Records for this exercise START
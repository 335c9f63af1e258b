//! 维护操作：清理进度数据（破坏性）
//!
//! 未确认时只返回将要执行的操作，不做任何修改

use anyhow::{Context, Result};
use tracing::{info, warn};

use crate::config::AppConfig;

use super::ledger_db::SqliteLedger;
use super::local_state::LocalStateStore;
use super::remote_cache::RedisStatusCache;

/// 要清理的存储层
#[derive(Debug, Clone, Copy, Default, PartialEq, Eq)]
pub struct ResetPlan {
    /// 清空台账表
    pub ledger: bool,
    /// 按前缀删除远程缓存键
    pub remote: bool,
    /// 删除本地状态文件
    pub local: bool,
}

impl ResetPlan {
    pub fn all() -> Self {
        Self {
            ledger: true,
            remote: true,
            local: true,
        }
    }

    pub fn is_empty(&self) -> bool {
        !(self.ledger || self.remote || self.local)
    }

    /// 列出计划中的操作
    pub fn describe(&self, config: &AppConfig) -> Vec<String> {
        let mut actions = Vec::new();
        if self.ledger {
            actions.push(format!("清空状态台账: {}", config.ledger.db_path.display()));
        }
        if self.remote {
            actions.push(format!(
                "按前缀删除 Redis 键 crawl_status:*, url_cache:* ({})",
                config.redis.url
            ));
        }
        if self.local {
            actions.push(format!(
                "删除本地状态文件: {}",
                config.tracker.state_file.display()
            ));
        }
        actions
    }
}

/// 清理结果
#[derive(Debug, Clone, Default, PartialEq, Eq)]
pub struct ResetSummary {
    /// 是否实际执行（未确认时为 false）
    pub executed: bool,
    pub actions: Vec<String>,
    /// 删除的台账记录数
    pub ledger_rows: Option<usize>,
    /// 删除的远程缓存键数
    pub remote_keys: Option<usize>,
    /// 本地状态文件是否存在并被删除
    pub local_removed: Option<bool>,
}

/// 按计划清理进度数据
///
/// `confirmed` 为 false 时为演练模式
pub async fn reset(config: &AppConfig, plan: ResetPlan, confirmed: bool) -> Result<ResetSummary> {
    let mut summary = ResetSummary {
        actions: plan.describe(config),
        ..Default::default()
    };

    if !confirmed {
        for action in &summary.actions {
            info!("[演练] {}", action);
        }
        return Ok(summary);
    }

    if plan.ledger {
        let ledger = SqliteLedger::new(&config.ledger.db_path, config.ledger.busy_timeout());
        let deleted = ledger
            .truncate()
            .await
            .context("Failed to truncate crawl_status")?;
        summary.ledger_rows = Some(deleted);
    }

    if plan.remote {
        if !config.redis.enabled {
            warn!("远程缓存已在配置中禁用，仍按配置地址执行清理");
        }
        let cache = RedisStatusCache::connect(
            &config.redis.url,
            config.redis.ttl(),
            config.redis.connect_timeout(),
        )
        .await
        .context("Failed to connect to Redis")?;
        let removed = cache
            .clear_prefix()
            .await
            .context("Failed to delete Redis keys")?;
        info!("已删除 Redis 键: {} 个", removed);
        summary.remote_keys = Some(removed);
    }

    if plan.local {
        let local = LocalStateStore::new(&config.tracker.state_file);
        let removed = local
            .clear()
            .context("Failed to remove local state file")?;
        info!("本地状态文件已清理: {:?}", config.tracker.state_file);
        summary.local_removed = Some(removed);
    }

    summary.executed = true;
    Ok(summary)
}

#[cfg(test)]
mod tests {
    use super::*;
    use crate::progress::ledger::StatusLedger;
    use crate::progress::types::{RetryUpdate, StatusKey, TaskStatus};
    use std::time::Duration;
    use tempfile::TempDir;

    fn create_test_config(temp_dir: &TempDir) -> AppConfig {
        let mut config = AppConfig::default();
        config.ledger.db_path = temp_dir.path().join("status.db");
        config.tracker.state_file = temp_dir.path().join("state/progress.json");
        config.redis.url = "redis://127.0.0.1:1/0".to_string();
        config.redis.connect_timeout_ms = 300;
        config
    }

    async fn seed(config: &AppConfig) {
        let ledger = SqliteLedger::new(&config.ledger.db_path, Duration::from_secs(1));
        let key = StatusKey::new("novel_list", "list_page", "1");
        ledger
            .upsert(&key, TaskStatus::Completed, RetryUpdate::Preserve)
            .await
            .unwrap();

        let local = LocalStateStore::new(&config.tracker.state_file);
        local.add(&key);
        local.save().unwrap();
    }

    #[test]
    fn test_plan_describe() {
        let config = AppConfig::default();
        assert!(ResetPlan::default().is_empty());
        assert!(ResetPlan::default().describe(&config).is_empty());
        assert_eq!(ResetPlan::all().describe(&config).len(), 3);
    }

    #[tokio::test]
    async fn test_dry_run_changes_nothing() {
        let temp_dir = TempDir::new().unwrap();
        let config = create_test_config(&temp_dir);
        seed(&config).await;

        let summary = reset(&config, ResetPlan::all(), false).await.unwrap();
        assert!(!summary.executed);
        assert_eq!(summary.actions.len(), 3);
        assert!(config.tracker.state_file.exists());

        let ledger = SqliteLedger::new(&config.ledger.db_path, Duration::from_secs(1));
        assert_eq!(ledger.query_all_completed().await.unwrap().len(), 1);
    }

    #[tokio::test]
    async fn test_confirmed_reset_clears_ledger_and_local() {
        let temp_dir = TempDir::new().unwrap();
        let config = create_test_config(&temp_dir);
        seed(&config).await;

        let plan = ResetPlan {
            ledger: true,
            remote: false,
            local: true,
        };
        let summary = reset(&config, plan, true).await.unwrap();
        assert!(summary.executed);
        assert_eq!(summary.ledger_rows, Some(1));
        assert_eq!(summary.local_removed, Some(true));
        assert_eq!(summary.remote_keys, None);
        assert!(!config.tracker.state_file.exists());

        let ledger = SqliteLedger::new(&config.ledger.db_path, Duration::from_secs(1));
        assert!(ledger.query_all_completed().await.unwrap().is_empty());
    }

    #[tokio::test]
    async fn test_remote_reset_fails_without_redis() {
        let temp_dir = TempDir::new().unwrap();
        let config = create_test_config(&temp_dir);
        let plan = ResetPlan {
            remote: true,
            ..Default::default()
        };
        assert!(reset(&config, plan, true).await.is_err());
    }
}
Records for this exercise END
- [Requirement]:
Copy every line of the entries in which "Debug" can be found.

- [The completed task]:
#[derive(Debug, Clone, Copy, Default, PartialEq, Eq)]
#[derive(Debug, Clone, Default, PartialEq, Eq)]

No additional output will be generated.